Another environmentalist Mandar Kulkarni attributes the problem to multiple sources. Due to industrialization, he says, the presence of heavy metal in water is increasing. Encroachment is another reason he cites. “People are washing clothes in the river, which again creates a problem,” says Kulkarni, adding that due to presence of heavy metal and hyacinth, sunlight cannot enter the water and that hampers growth and life of algae and different water vegetation. Besides, the life of various amphibians who breed on the riverside also gets affected. “If there is no life in water, the entire food chain is disturbed. The birds, who visit the water bodies for feed, do not find anything,” explains Kulkarni.
City-based environment enthusiast and bird watcher, Sachin Dhamane, who frequently visits water bodies for bird watching, especially Pashan Lake, says the problem of water hyacinth has been on the rise and has increased significantly over the past 8-10 years. “Summer season is the ideal time to clean the water bodies but I guess the administration has been shying away from this job. A few days ago, when I visited Pashan Lake, I found the carcass of a dead pig at the end of the lake, where the botanical garden has been built. As an avid bird watcher, I have noticed that the population of not just migratory birds but also native birds has reduced,” says Dhamane.
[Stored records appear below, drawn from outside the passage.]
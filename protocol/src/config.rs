//! # Protocol Configuration & Constants
//!
//! Every magic number in TRION lives here. If you're hardcoding a constant
//! somewhere else, you're doing it wrong and you owe the team coffee.
//!
//! Most of these values are load-bearing in the worst way: the signing
//! scheme, the bundle hash, and the proof-of-work all assume the exact same
//! digit widths. Change one and every signature on the network stops
//! verifying. Choose wisely during devnet.

// ---------------------------------------------------------------------------
// Ternary Geometry
// ---------------------------------------------------------------------------

/// Trits per tryte. Balanced ternary groups digits in threes, giving the
/// 27-symbol tryte alphabet.
pub const TRITS_PER_TRYTE: usize = 3;

/// The tryte alphabet. `9` encodes zero; `A`..`M` encode 1..13 and `N`..`Z`
/// encode -13..-1. The placement of `9` at index zero is what makes the
/// all-nines string the natural "empty" sentinel for unfilled fields.
pub const TRYTE_ALPHABET: &str = "9ABCDEFGHIJKLMNOPQRSTUVWXYZ";

/// Largest value a single tryte can carry.
pub const MAX_TRYTE_VALUE: i8 = 13;

/// Smallest value a single tryte can carry.
pub const MIN_TRYTE_VALUE: i8 = -13;

// ---------------------------------------------------------------------------
// Hashing
// ---------------------------------------------------------------------------

/// Output length of the sponge in trits. Addresses, digests, bundle hashes,
/// and nonces are all exactly one hash length.
pub const HASH_LENGTH: usize = 243;

/// Internal sponge state length in trits: three hash lengths.
pub const STATE_LENGTH: usize = HASH_LENGTH * 3;

/// Rounds of the full-strength Curl permutation.
pub const CURL_ROUNDS_P81: usize = 81;

/// Rounds of the light Curl variant. Same construction, fewer rounds —
/// interchangeable behind the [`crate::crypto::Sponge`] trait.
pub const CURL_ROUNDS_P27: usize = 27;

// ---------------------------------------------------------------------------
// Signing Scheme
// ---------------------------------------------------------------------------

/// Seed length in trits. The root secret is always one hash length.
pub const SEED_LENGTH: usize = HASH_LENGTH;

/// Sub-blocks per key fragment. Each sub-block anchors one hash chain.
pub const KEY_SUB_BLOCKS: usize = 27;

/// Key fragment length in trits: 27 hash-length sub-blocks. One fragment
/// per security level.
pub const KEY_FRAGMENT_LENGTH: usize = HASH_LENGTH * KEY_SUB_BLOCKS;

/// Total hash-chain length. Signer and verifier split these rounds between
/// them: `13 - v` at signing time, `v + 13` at verification, summing to 26
/// for every message digit `v`.
pub const CHAIN_ROUNDS: usize = 26;

/// Length of a normalized bundle hash in digits.
pub const NORMALIZED_LENGTH: usize = 81;

/// Digits per normalized bundle fragment; three fragments cover the hash.
pub const NORMALIZED_FRAGMENT_LENGTH: usize = 27;

// ---------------------------------------------------------------------------
// Transaction Wire Frame
// ---------------------------------------------------------------------------
//
// Tryte offsets of every field in the canonical 2673-tryte transaction
// encoding. The bundle finalizer, the signing engine, and the proof-of-work
// search all address this frame directly, so the offsets are consensus
// rules, not serialization trivia.

/// Full transaction length in trytes.
pub const TRANSACTION_TRYTE_LENGTH: usize = 2673;

/// Full transaction length in trits.
pub const TRANSACTION_TRIT_LENGTH: usize = TRANSACTION_TRYTE_LENGTH * TRITS_PER_TRYTE;

/// Signature/message field width in trytes (6561 trits — one key fragment).
pub const SIGNATURE_MESSAGE_LENGTH: usize = 2187;

/// Address field width in trytes (243 trits).
pub const ADDRESS_LENGTH: usize = 81;

/// Value field width in trytes (81 trits of balanced ternary).
pub const VALUE_LENGTH: usize = 27;

/// Value field width in trits.
pub const VALUE_TRIT_LENGTH: usize = VALUE_LENGTH * TRITS_PER_TRYTE;

/// Obsolete-tag field width in trytes. Doubles as the anti-collision
/// counter during bundle finalization.
pub const TAG_LENGTH: usize = 27;

/// Timestamp / current-index / last-index field width in trytes (27 trits).
pub const INDEX_LENGTH: usize = 9;

/// Timestamp / index field width in trits.
pub const INDEX_TRIT_LENGTH: usize = INDEX_LENGTH * TRITS_PER_TRYTE;

/// Nonce field width in trytes (243 trits). The final hash-length block of
/// the frame, solved by the proof-of-work search.
pub const NONCE_LENGTH: usize = 81;

pub const SIGNATURE_MESSAGE_OFFSET: usize = 0;
pub const ADDRESS_OFFSET: usize = SIGNATURE_MESSAGE_OFFSET + SIGNATURE_MESSAGE_LENGTH;
pub const VALUE_OFFSET: usize = ADDRESS_OFFSET + ADDRESS_LENGTH;
pub const TAG_OFFSET: usize = VALUE_OFFSET + VALUE_LENGTH;
pub const TIMESTAMP_OFFSET: usize = TAG_OFFSET + TAG_LENGTH;
pub const CURRENT_INDEX_OFFSET: usize = TIMESTAMP_OFFSET + INDEX_LENGTH;
pub const LAST_INDEX_OFFSET: usize = CURRENT_INDEX_OFFSET + INDEX_LENGTH;
pub const BUNDLE_OFFSET: usize = LAST_INDEX_OFFSET + INDEX_LENGTH;
pub const TRUNK_OFFSET: usize = BUNDLE_OFFSET + ADDRESS_LENGTH;
pub const BRANCH_OFFSET: usize = TRUNK_OFFSET + ADDRESS_LENGTH;
pub const NONCE_OFFSET: usize = BRANCH_OFFSET + ADDRESS_LENGTH;

/// Trit offset where the nonce block begins. Everything before this is the
/// fixed prefix absorbed by the proof-of-work search.
pub const NONCE_TRIT_OFFSET: usize = NONCE_OFFSET * TRITS_PER_TRYTE;

// ---------------------------------------------------------------------------
// Bundle Lifecycle
// ---------------------------------------------------------------------------

/// Trits absorbed per transaction while computing the bundle hash:
/// address ∥ value ∥ obsolete-tag ∥ timestamp ∥ current-index ∥ last-index.
pub const BUNDLE_ESSENCE_TRIT_LENGTH: usize =
    HASH_LENGTH + VALUE_TRIT_LENGTH + TAG_LENGTH * TRITS_PER_TRYTE + INDEX_TRIT_LENGTH * 3;

/// Placeholder epoch written into attachment timestamps before a
/// transaction has actually been attached. Recognizably bogus on purpose.
pub const PLACEHOLDER_TIMESTAMP: u64 = 999_999_999;

// ---------------------------------------------------------------------------
// Proof of Work
// ---------------------------------------------------------------------------

/// Default minimum weight magnitude: required trailing zero trits in the
/// transaction hash. Mainnet value; devnets typically run much lower.
pub const MIN_WEIGHT_MAGNITUDE: usize = 14;

/// Trit offset, within the nonce block, of the four lane-separation slots.
/// The bit-sliced search overwrites these with fixed per-lane patterns so
/// all 64 lanes explore distinct nonces.
pub const NONCE_LANE_OFFSET: usize = 162;

/// Trit offset, within the nonce block, of the per-worker odometer region.
/// Each worker thread ripple-increments this region once per thread index,
/// carving the nonce space into disjoint subranges.
pub const NONCE_WORKER_OFFSET: usize = NONCE_LANE_OFFSET + HASH_LENGTH / 9;

/// Trit offset, within the nonce block, of the inner search counter that
/// each worker increments before every permutation.
pub const NONCE_COUNTER_OFFSET: usize = NONCE_LANE_OFFSET + (HASH_LENGTH / 9) * 2;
Botanist Shrikant Inghalikar says the civic bodies have woken up to the problem late. “This is the wrong time to react when the water hyacinth and the water lettuce have already gained grounds in the water. They should have ideally started the cleaning up activity in the month of October,” he says.
According to Inghalikar, the problem is not just limited to Pune or the state or the country but in every part of the world. “I have been studying it in great depth. There is presence of water hyacinth and pistia or water lettuce wherever there is stagnant water. The moment it starts, it should be removed as it completely prevents water from getting any oxygen or sunlight, which in turn is harmful for all the water bodies, the fish and other water plants beneath. This usually starts post-monsoon and it should be removed immediately or else it will spread rapidly,” he says.